The awkwardness of some passages in the Latin is unfortunately often reflected in the translation. For example, mp 208-209: "Secundum Boetium diatessaron cum diapason se habet in proportione dupla superpartiente tertias, sicut 8 ad 3. Nam si tollatur medietas corde alicuius instrumenti et quarta pars residui, erit diatessaron cum diapason" (38). Desmond translates: "According to Boethius, the diatessaron with a diapason has within itself a duple proportion superbipartiens to three, just as 8 to 3. For if the midpoint of some instrument's string is taken, and there is a fourth part remaining, it will be a diatessaron with a diapason" (39). First of all, the ratio is not accurately rendered; strictly speaking, it is the duple superbipartient [two] thirds (tertias is plural), i.e., the ratio in which the larger number contains the smaller twice (duple), with a remainder of two-thirds of its parts (so the smaller number is three, and the remainder is two; 8 divided by three yields a quotient of 2 and a remainder of 2). Lambert's description of the sectioning off of the string is surely the hard way to do this, and his choice of words is unhelpful: medietas here must mean not "midpoint" but "half" (I would have expected dimidium). The sense is that one subtracts from a string half, plus a quarter of the other half, leaving three-eighths. A better translation of the second sentence: "For if, of some instrument's string, half plus a fourth of the rest be taken away, it [the remaining 3/8 of the string] will be a diatessaron with a diapason [above the pitch of the whole string]." Other passages are afflicted with similar awkwardness (and occasional error).
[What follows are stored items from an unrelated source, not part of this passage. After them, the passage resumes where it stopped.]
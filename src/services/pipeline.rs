//! Insights pipeline: run insights, baseline comparison and test insights for
//! the current report in one call.

use tracing::{info, warn};

use crate::models::Report;

use super::baseline::{BaselineSpec, select_baseline_index};
use super::run_insights::{compute_run_insights, with_baseline_comparison};
use super::test_insights::enrich_test_insights;

/// Default cap on how many previous reports are analyzed.
pub const DEFAULT_MAX_PREVIOUS_REPORTS: usize = 10;

/// Options for [`enrich_report`].
#[derive(Debug, Clone, PartialEq, Eq)]
pub struct InsightsOptions {
    /// Which previous report to compare against
    pub baseline: BaselineSpec,
    /// Maximum number of previous reports analyzed
    pub max_previous_reports: usize,
}

impl Default for InsightsOptions {
    fn default() -> Self {
        InsightsOptions {
            baseline: BaselineSpec::Latest,
            max_previous_reports: DEFAULT_MAX_PREVIOUS_REPORTS,
        }
    }
}

fn is_same_run(a: &Report, b: &Report) -> bool {
    a.report_id.is_some() && a.report_id == b.report_id
}

/// Enrich `current` with run insights, baseline comparison and per-test insights.
///
/// `history` must be ordered newest-first. Entries sharing the current
/// `reportId` are dropped before capping. A missing baseline is logged and
/// leaves every baseline/change at 0.
pub fn enrich_report(current: Report, history: Vec<Report>, options: &InsightsOptions) -> Report {
    let mut history: Vec<Report> = history
        .into_iter()
        .filter(|report| !is_same_run(report, &current))
        .collect();
    history.truncate(options.max_previous_reports);

    let mut reports = Vec::with_capacity(history.len() + 1);
    reports.push(current);
    reports.extend(history);

    let mut reports = compute_run_insights(reports);
    let current = reports.remove(0);
    let history = reports;

    let baseline_index = select_baseline_index(&history, &options.baseline);
    let current = match baseline_index {
        Some(index) => with_baseline_comparison(current, &history[index]),
        None => {
            if history.is_empty() {
                info!("No previous reports, insights cover the current run only");
            } else {
                warn!(
                    "No baseline matched {:?}, continuing without baseline comparison",
                    options.baseline
                );
            }
            current
        }
    };

    let baseline = baseline_index.map(|index| &history[index]);
    let enriched = enrich_test_insights(current, &history, baseline);

    info!(
        "Computed insights over {} runs",
        enriched
            .insights
            .as_ref()
            .map(|insights| insights.runs_analyzed)
            .unwrap_or_default()
    );
    enriched
}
Finally, there are some problems with supplied substantives. For instance, mm 66-67: "Third, whenever three [breves] are found between the aforesaid longs, and in a very similar form, as is shown here: [musical example] any long will observe the one tempus but nevertheless, none of the longs will part with the virtue or grace of its perfection, except as was said before" (73). This cannot be: even an imperfect long occupies two tempora. The problem is that the Latin does not include the word "long" after the example: "quelibet unum tempus observat..." (72). Quelibet might refer to either longa or brevis, as they are both feminine, and here it must be the latter: "...any [breve] will observe one tempus." This is easily confirmed by reference to Lambert's rule 3, governing three breves between two longs; see Table 5 in the introduction (xxvi).
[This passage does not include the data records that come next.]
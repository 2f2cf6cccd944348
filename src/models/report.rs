//! CTRF report models.
//!
//! Mirrors the Common Test Report Format document: a report wraps one
//! `results` block (tool, summary, tests) plus optional computed insights and
//! a baseline reference written back by the insights engine.

use chrono::{DateTime, Utc};
use serde::{Deserialize, Serialize};
use serde_json::{Map, Value as JsonValue};

use super::insights::RootInsights;
use super::test_result::Test;

/// Value of `reportFormat` for every report this crate produces.
pub const REPORT_FORMAT: &str = "CTRF";

/// Spec version used when synthesizing reports.
pub const DEFAULT_SPEC_VERSION: &str = "0.0.0";

/// One test-execution run.
#[derive(Debug, Clone, PartialEq, Serialize, Deserialize)]
#[serde(rename_all = "camelCase")]
pub struct Report {
    /// Format tag (always "CTRF" for well-formed input)
    #[serde(default = "default_report_format")]
    pub report_format: String,
    /// Schema version of the document
    #[serde(default = "default_spec_version")]
    pub spec_version: String,
    /// Unique identifier of this run
    #[serde(skip_serializing_if = "Option::is_none")]
    pub report_id: Option<String>,
    /// Creation time (RFC 3339)
    #[serde(skip_serializing_if = "Option::is_none")]
    pub timestamp: Option<String>,
    /// Producer of the document
    #[serde(skip_serializing_if = "Option::is_none")]
    pub generated_by: Option<String>,
    /// Run results
    pub results: Results,
    /// Root-level computed insights
    #[serde(skip_serializing_if = "Option::is_none")]
    pub insights: Option<RootInsights>,
    /// Report the insights were compared against
    #[serde(skip_serializing_if = "Option::is_none")]
    pub baseline: Option<Baseline>,
    /// Free-form extension map
    #[serde(skip_serializing_if = "Option::is_none")]
    pub extra: Option<Map<String, JsonValue>>,
}

fn default_report_format() -> String {
    REPORT_FORMAT.to_string()
}

fn default_spec_version() -> String {
    DEFAULT_SPEC_VERSION.to_string()
}

impl Report {
    /// Create an empty report for the given tool.
    pub fn new(tool_name: impl Into<String>) -> Self {
        Report {
            report_format: default_report_format(),
            spec_version: default_spec_version(),
            report_id: None,
            timestamp: None,
            generated_by: None,
            results: Results {
                tool: Tool {
                    name: tool_name.into(),
                    version: None,
                    extra: None,
                },
                summary: Summary::default(),
                tests: Vec::new(),
                environment: None,
                extra: None,
            },
            insights: None,
            baseline: None,
            extra: None,
        }
    }

    /// Parsed `timestamp`, if present and valid RFC 3339.
    pub fn parsed_timestamp(&self) -> Option<DateTime<Utc>> {
        self.timestamp
            .as_deref()
            .and_then(|ts| DateTime::parse_from_rfc3339(ts).ok())
            .map(|dt| dt.with_timezone(&Utc))
    }

    /// Point in time used to order reports: the timestamp, else the run start.
    pub fn sort_key(&self) -> i64 {
        self.parsed_timestamp()
            .map(|dt| dt.timestamp_millis())
            .unwrap_or(self.results.summary.start)
    }

    /// Wall-clock duration of the run from the summary (`stop - start`), never negative.
    pub fn run_duration(&self) -> f64 {
        let summary = &self.results.summary;
        summary.stop.saturating_sub(summary.start).max(0) as f64
    }
}

/// Results block of a report.
#[derive(Debug, Clone, PartialEq, Serialize, Deserialize)]
#[serde(rename_all = "camelCase")]
pub struct Results {
    /// Test tool that produced the run
    pub tool: Tool,
    /// Aggregate counts
    pub summary: Summary,
    /// Individual test outcomes, in report order
    pub tests: Vec<Test>,
    /// Environment metadata
    #[serde(skip_serializing_if = "Option::is_none")]
    pub environment: Option<ReportEnvironment>,
    #[serde(skip_serializing_if = "Option::is_none")]
    pub extra: Option<Map<String, JsonValue>>,
}

/// Test tool identity.
#[derive(Debug, Clone, PartialEq, Serialize, Deserialize)]
pub struct Tool {
    #[serde(default)]
    pub name: String,
    #[serde(skip_serializing_if = "Option::is_none")]
    pub version: Option<String>,
    #[serde(skip_serializing_if = "Option::is_none")]
    pub extra: Option<Map<String, JsonValue>>,
}

/// Aggregate counts for a run.
///
/// `tests == passed + failed + skipped + pending + other` holds for consistent
/// reports; nothing here relies on it.
#[derive(Debug, Clone, Default, PartialEq, Serialize, Deserialize)]
#[serde(rename_all = "camelCase", default)]
pub struct Summary {
    pub tests: u64,
    pub passed: u64,
    pub failed: u64,
    pub skipped: u64,
    pub pending: u64,
    pub other: u64,
    #[serde(skip_serializing_if = "Option::is_none")]
    pub flaky: Option<u64>,
    #[serde(skip_serializing_if = "Option::is_none")]
    pub suites: Option<u64>,
    /// Run start (epoch milliseconds)
    pub start: i64,
    /// Run stop (epoch milliseconds)
    pub stop: i64,
    /// Run duration in milliseconds, when the tool reports one
    #[serde(skip_serializing_if = "Option::is_none")]
    pub duration: Option<f64>,
    #[serde(skip_serializing_if = "Option::is_none")]
    pub extra: Option<Map<String, JsonValue>>,
}

/// Environment metadata attached to a run.
#[derive(Debug, Clone, Default, PartialEq, Serialize, Deserialize)]
#[serde(rename_all = "camelCase")]
pub struct ReportEnvironment {
    #[serde(skip_serializing_if = "Option::is_none")]
    pub app_name: Option<String>,
    #[serde(skip_serializing_if = "Option::is_none")]
    pub app_version: Option<String>,
    #[serde(skip_serializing_if = "Option::is_none")]
    pub build_name: Option<String>,
    #[serde(skip_serializing_if = "Option::is_none")]
    pub build_number: Option<String>,
    #[serde(skip_serializing_if = "Option::is_none")]
    pub build_url: Option<String>,
    #[serde(skip_serializing_if = "Option::is_none")]
    pub branch_name: Option<String>,
    #[serde(skip_serializing_if = "Option::is_none")]
    pub commit: Option<String>,
    #[serde(skip_serializing_if = "Option::is_none")]
    pub os_platform: Option<String>,
    /// Any other environment keys, preserved verbatim
    #[serde(flatten)]
    pub other: Map<String, JsonValue>,
}

/// Reference to the report used as comparison point.
#[derive(Debug, Clone, Default, PartialEq, Serialize, Deserialize)]
#[serde(rename_all = "camelCase")]
pub struct Baseline {
    #[serde(skip_serializing_if = "Option::is_none")]
    pub report_id: Option<String>,
    #[serde(skip_serializing_if = "Option::is_none")]
    pub timestamp: Option<String>,
    /// Where the baseline came from (tool name of the baseline run)
    #[serde(skip_serializing_if = "Option::is_none")]
    pub source: Option<String>,
    #[serde(skip_serializing_if = "Option::is_none")]
    pub extra: Option<Map<String, JsonValue>>,
}

impl Baseline {
    /// Build a reference pointing at the given report.
    pub fn from_report(report: &Report) -> Self {
        Baseline {
            report_id: report.report_id.clone(),
            timestamp: report.timestamp.clone(),
            source: Some(report.results.tool.name.clone()).filter(|name| !name.is_empty()),
            extra: None,
        }
    }
}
The musical examples are all neatly done, but with few exceptions quite small. In Musica plana, the plainsong excerpts are in modern notation and include underlaid text; reading would in my view be facilitated by using slurs to indicate neumes of more than one note. As the examples stand, they are both small and in places rather crowded. In Musica mensurabilis, the examples are all similarly small (making the plicas hard to see), and all in modal notation, in both text and translation. This seems odd; one might want the plainsong examples in square notation in the text, and certainly the examples in the translation of Musica mensurabilis should be transcribed into modern notation, since the original notation would be readily available in the text. As noted, use of modern notation in the applicable tables in the Introduction would also be beneficial.

In sum, the Introduction will serve readers very well. Likewise, the text is here presented for the first time in a reliable edition, with a complete apparatus criticus. My quibbles notwithstanding, this is first-rate work, and lays a solid foundation for further study of these treatises. Unfortunately, the translation does not rise to this level; while useful as a first step, it has too many errors to be considered reliable, and readers will need to check it against the Latin.